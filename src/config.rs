use std::path::PathBuf;

use serde::{Deserialize, Serialize};

/// Top-level application configuration.
#[derive(Debug, Clone, Serialize, Deserialize)]
#[serde(default)]
pub struct AppConfig {
    pub server: ServerConfig,
    pub model: ModelConfig,
    pub credentials: CredentialsConfig,
}

/// HTTP server configuration.
#[derive(Debug, Clone, Serialize, Deserialize)]
#[serde(default)]
pub struct ServerConfig {
    /// Interface the API server binds to.
    pub host: String,
    /// Port the API server listens on.
    pub port: u16,
}

/// Generative model configuration.
#[derive(Debug, Clone, Serialize, Deserialize)]
#[serde(default)]
pub struct ModelConfig {
    /// Gemini model name used for all features.
    pub name: String,
}

/// Upstream service credentials. Environment variables take precedence
/// over file values: `GEMINI_API_KEY`, `UNSPLASH_ACCESS_KEY`,
/// `PEXELS_API_KEY`.
#[derive(Debug, Clone, Serialize, Deserialize)]
#[serde(default)]
pub struct CredentialsConfig {
    pub gemini_api_key: String,
    pub unsplash_access_key: String,
    pub pexels_api_key: String,
}

impl Default for AppConfig {
    fn default() -> Self {
        Self {
            server: ServerConfig::default(),
            model: ModelConfig::default(),
            credentials: CredentialsConfig::default(),
        }
    }
}

impl Default for ServerConfig {
    fn default() -> Self {
        Self {
            host: "127.0.0.1".to_string(),
            port: 8787,
        }
    }
}

impl Default for ModelConfig {
    fn default() -> Self {
        Self {
            name: "gemini-2.0-flash-lite".to_string(),
        }
    }
}

impl Default for CredentialsConfig {
    fn default() -> Self {
        Self {
            gemini_api_key: String::new(),
            unsplash_access_key: String::new(),
            pexels_api_key: String::new(),
        }
    }
}

impl AppConfig {
    /// Load configuration from `~/.config/quotesmith/config.toml`.
    /// Returns `Default` if the file is missing or unparseable, then applies
    /// environment overrides either way.
    pub fn load() -> Self {
        let config_path = Self::config_path();
        let mut config = match std::fs::read_to_string(&config_path) {
            Ok(contents) => match toml::from_str(&contents) {
                Ok(config) => {
                    log::info!("Loaded config from {}", config_path.display());
                    config
                }
                Err(e) => {
                    log::warn!(
                        "Failed to parse config at {}: {e} — using defaults",
                        config_path.display()
                    );
                    Self::default()
                }
            },
            Err(_) => {
                log::debug!(
                    "No config file at {} — using defaults",
                    config_path.display()
                );
                Self::default()
            }
        };
        config.apply_env();
        config
    }

    /// Socket address string the server binds to.
    pub fn bind_addr(&self) -> String {
        format!("{}:{}", self.server.host, self.server.port)
    }

    fn apply_env(&mut self) {
        if let Ok(key) = std::env::var("GEMINI_API_KEY") {
            if !key.trim().is_empty() {
                self.credentials.gemini_api_key = key;
            }
        }
        if let Ok(key) = std::env::var("UNSPLASH_ACCESS_KEY") {
            if !key.trim().is_empty() {
                self.credentials.unsplash_access_key = key;
            }
        }
        if let Ok(key) = std::env::var("PEXELS_API_KEY") {
            if !key.trim().is_empty() {
                self.credentials.pexels_api_key = key;
            }
        }
    }

    fn config_path() -> PathBuf {
        dirs::config_dir()
            .map(|d| d.join("quotesmith").join("config.toml"))
            .unwrap_or_else(|| PathBuf::from("config.toml"))
    }
}
//! Shared value objects for the content generation layer.
//!
//! Every result type here crosses the HTTP boundary as camelCase JSON and is
//! constructed fresh per request. Nothing in this module touches the network.

use once_cell::sync::Lazy;
use regex::Regex;
use serde::{Deserialize, Serialize};

// ============================================================================
// Sentiment
// ============================================================================

/// Sentiment label, always derivable from the numeric score.
#[derive(Debug, Clone, Copy, PartialEq, Eq, Hash, Serialize, Deserialize)]
#[serde(rename_all = "lowercase")]
pub enum Sentiment {
    Positive,
    Negative,
    Neutral,
}

impl Sentiment {
    /// Label thresholds: `score > 0.3` positive, `score < -0.3` negative,
    /// neutral otherwise.
    pub fn from_score(score: f64) -> Self {
        if score > 0.3 {
            Sentiment::Positive
        } else if score < -0.3 {
            Sentiment::Negative
        } else {
            Sentiment::Neutral
        }
    }

    /// Parse a caller-supplied label, treating anything unrecognized as neutral.
    pub fn from_label_or_neutral(label: &str) -> Self {
        match label.trim().to_lowercase().as_str() {
            "positive" => Sentiment::Positive,
            "negative" => Sentiment::Negative,
            _ => Sentiment::Neutral,
        }
    }

    pub fn as_str(&self) -> &'static str {
        match self {
            Sentiment::Positive => "positive",
            Sentiment::Negative => "negative",
            Sentiment::Neutral => "neutral",
        }
    }
}

impl std::fmt::Display for Sentiment {
    fn fmt(&self, f: &mut std::fmt::Formatter<'_>) -> std::fmt::Result {
        write!(f, "{}", self.as_str())
    }
}

/// Per-emotion intensity scores, each in `[0, 1]`.
#[derive(Debug, Clone, Copy, PartialEq, Serialize, Deserialize)]
pub struct EmotionScores {
    pub joy: f64,
    pub sadness: f64,
    pub anger: f64,
    pub fear: f64,
    pub surprise: f64,
}

impl EmotionScores {
    /// Clamp every component into `[0, 1]`.
    pub fn clamped(self) -> Self {
        Self {
            joy: self.joy.clamp(0.0, 1.0),
            sadness: self.sadness.clamp(0.0, 1.0),
            anger: self.anger.clamp(0.0, 1.0),
            fear: self.fear.clamp(0.0, 1.0),
            surprise: self.surprise.clamp(0.0, 1.0),
        }
    }

    pub fn all_in_range(&self) -> bool {
        [self.joy, self.sadness, self.anger, self.fear, self.surprise]
            .iter()
            .all(|v| (0.0..=1.0).contains(v))
    }
}

impl Default for EmotionScores {
    /// Flat distribution used when nothing better is known.
    fn default() -> Self {
        Self {
            joy: 0.2,
            sadness: 0.2,
            anger: 0.2,
            fear: 0.2,
            surprise: 0.2,
        }
    }
}

/// Full sentiment analysis result for a quote.
#[derive(Debug, Clone, PartialEq, Serialize, Deserialize)]
pub struct SentimentAnalysis {
    pub sentiment: Sentiment,
    pub score: f64,
    pub emotions: EmotionScores,
}

impl SentimentAnalysis {
    /// Clamp score and emotions into range and recompute the label from the
    /// clamped score, restoring the label/score invariant.
    pub fn normalized(mut self) -> Self {
        self.score = self.score.clamp(-1.0, 1.0);
        self.emotions = self.emotions.clamped();
        self.sentiment = Sentiment::from_score(self.score);
        self
    }

    pub fn is_valid(&self) -> bool {
        (-1.0..=1.0).contains(&self.score)
            && self.emotions.all_in_range()
            && self.sentiment == Sentiment::from_score(self.score)
    }
}

// ============================================================================
// Quote Enhancement
// ============================================================================

/// Thematic insights accompanying an enhanced quote.
#[derive(Debug, Clone, PartialEq, Serialize, Deserialize)]
#[serde(rename_all = "camelCase")]
pub struct QuoteInsights {
    pub theme: String,
    pub tone: String,
    pub style_advice: String,
}

/// Result of the quote enhancement feature.
#[derive(Debug, Clone, PartialEq, Serialize, Deserialize)]
#[serde(rename_all = "camelCase")]
pub struct EnhanceQuoteResult {
    pub enhanced_quote: String,
    pub variations: Vec<String>,
    pub insights: QuoteInsights,
}

impl EnhanceQuoteResult {
    /// Cap variations at three and substitute the original text if the
    /// enhanced quote came back blank.
    pub fn normalized(mut self, original: &str) -> Self {
        if self.enhanced_quote.trim().is_empty() {
            self.enhanced_quote = original.to_string();
        }
        self.variations.truncate(3);
        self
    }
}

// ============================================================================
// Image Ideas
// ============================================================================

/// One visual concept for a quote image.
#[derive(Debug, Clone, PartialEq, Serialize, Deserialize)]
pub struct ImageIdea {
    pub description: String,
    pub style: String,
    pub prompt: String,
}

impl ImageIdea {
    pub fn new(
        description: impl Into<String>,
        style: impl Into<String>,
        prompt: impl Into<String>,
    ) -> Self {
        Self {
            description: description.into(),
            style: style.into(),
            prompt: prompt.into(),
        }
    }
}

/// Result of the image-idea feature. Holds between 1 and 4 ideas on every
/// path, including fallback.
#[derive(Debug, Clone, PartialEq, Serialize, Deserialize)]
pub struct ImageIdeasResult {
    pub ideas: Vec<ImageIdea>,
}

impl ImageIdeasResult {
    pub fn normalized(mut self) -> Self {
        self.ideas.truncate(4);
        self
    }
}

// ============================================================================
// Background Suggestions
// ============================================================================

static HEX_COLOR: Lazy<Regex> = Lazy::new(|| Regex::new(r"^#(?:[0-9a-fA-F]{3}){1,2}$").unwrap());

/// Category of a background suggestion; constrains the `value` syntax.
#[derive(Debug, Clone, Copy, PartialEq, Eq, Hash, Serialize, Deserialize)]
#[serde(rename_all = "lowercase")]
pub enum BackgroundKind {
    Color,
    Gradient,
    Image,
}

impl BackgroundKind {
    pub fn as_str(&self) -> &'static str {
        match self {
            BackgroundKind::Color => "color",
            BackgroundKind::Gradient => "gradient",
            BackgroundKind::Image => "image",
        }
    }
}

/// A single background suggestion. `value` is a hex color, a CSS
/// `linear-gradient(...)`, or an absolute image URL depending on `kind`.
#[derive(Debug, Clone, PartialEq, Serialize, Deserialize)]
pub struct BackgroundSuggestion {
    #[serde(rename = "type")]
    pub kind: BackgroundKind,
    pub value: String,
    pub description: String,
}

impl BackgroundSuggestion {
    pub fn color(value: impl Into<String>, description: impl Into<String>) -> Self {
        Self {
            kind: BackgroundKind::Color,
            value: value.into(),
            description: description.into(),
        }
    }

    pub fn gradient(value: impl Into<String>, description: impl Into<String>) -> Self {
        Self {
            kind: BackgroundKind::Gradient,
            value: value.into(),
            description: description.into(),
        }
    }

    pub fn image(value: impl Into<String>, description: impl Into<String>) -> Self {
        Self {
            kind: BackgroundKind::Image,
            value: value.into(),
            description: description.into(),
        }
    }

    /// True when the value syntax matches the declared kind.
    pub fn value_matches_kind(&self) -> bool {
        match self.kind {
            BackgroundKind::Color => HEX_COLOR.is_match(&self.value),
            BackgroundKind::Gradient => {
                self.value.starts_with("linear-gradient(") && self.value.ends_with(')')
            }
            BackgroundKind::Image => url::Url::parse(&self.value)
                .map(|u| u.scheme() == "http" || u.scheme() == "https")
                .unwrap_or(false),
        }
    }
}

/// Where background suggestions come from. Callers select explicitly; there
/// is no precedence between the remote providers.
#[derive(Debug, Clone, Copy, PartialEq, Eq, Default, Serialize, Deserialize)]
#[serde(rename_all = "lowercase")]
pub enum BackgroundSource {
    #[default]
    Mock,
    Unsplash,
    Pexels,
}

impl BackgroundSource {
    pub fn as_str(&self) -> &'static str {
        match self {
            BackgroundSource::Mock => "mock",
            BackgroundSource::Unsplash => "unsplash",
            BackgroundSource::Pexels => "pexels",
        }
    }
}

// ============================================================================
// Color Palettes
// ============================================================================

/// Five-slot palette applied by the editor UI.
#[derive(Debug, Clone, PartialEq, Serialize, Deserialize)]
pub struct ColorPalette {
    pub primary: String,
    pub secondary: String,
    pub accent: String,
    pub background: String,
    pub text: String,
}

impl ColorPalette {
    /// Curated design presets offered alongside suggestions.
    pub fn presets() -> Vec<ColorPalette> {
        vec![
            ColorPalette {
                primary: "#3B82F6".to_string(),
                secondary: "#8B5CF6".to_string(),
                accent: "#F59E0B".to_string(),
                background: "#1E293B".to_string(),
                text: "#FFFFFF".to_string(),
            },
            ColorPalette {
                primary: "#10B981".to_string(),
                secondary: "#0EA5E9".to_string(),
                accent: "#F97316".to_string(),
                background: "#FFFFFF".to_string(),
                text: "#1F2937".to_string(),
            },
            ColorPalette {
                primary: "#EC4899".to_string(),
                secondary: "#8B5CF6".to_string(),
                accent: "#6366F1".to_string(),
                background: "#0F172A".to_string(),
                text: "#F8FAFC".to_string(),
            },
        ]
    }
}

// ============================================================================
// Tests
// ============================================================================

WHAT TO DO: Restate, please, word for word the span of records running from the first line to the line bearing "impl Default for AppConfig", both included, and nothing outside it.

YOUR RESPONSE:
filename src/config.rs
use std::path::PathBuf;

use serde::{Deserialize, Serialize};

/// Top-level application configuration.
#[derive(Debug, Clone, Serialize, Deserialize)]
#[serde(default)]
pub struct AppConfig {
    pub server: ServerConfig,
    pub model: ModelConfig,
    pub credentials: CredentialsConfig,
}

/// HTTP server configuration.
#[derive(Debug, Clone, Serialize, Deserialize)]
#[serde(default)]
pub struct ServerConfig {
    /// Interface the API server binds to.
    pub host: String,
    /// Port the API server listens on.
    pub port: u16,
}

/// Generative model configuration.
#[derive(Debug, Clone, Serialize, Deserialize)]
#[serde(default)]
pub struct ModelConfig {
    /// Gemini model name used for all features.
    pub name: String,
}

/// Upstream service credentials. Environment variables take precedence
/// over file values: `GEMINI_API_KEY`, `UNSPLASH_ACCESS_KEY`,
/// `PEXELS_API_KEY`.
#[derive(Debug, Clone, Serialize, Deserialize)]
#[serde(default)]
pub struct CredentialsConfig {
    pub gemini_api_key: String,
    pub unsplash_access_key: String,
    pub pexels_api_key: String,
}

impl Default for AppConfig {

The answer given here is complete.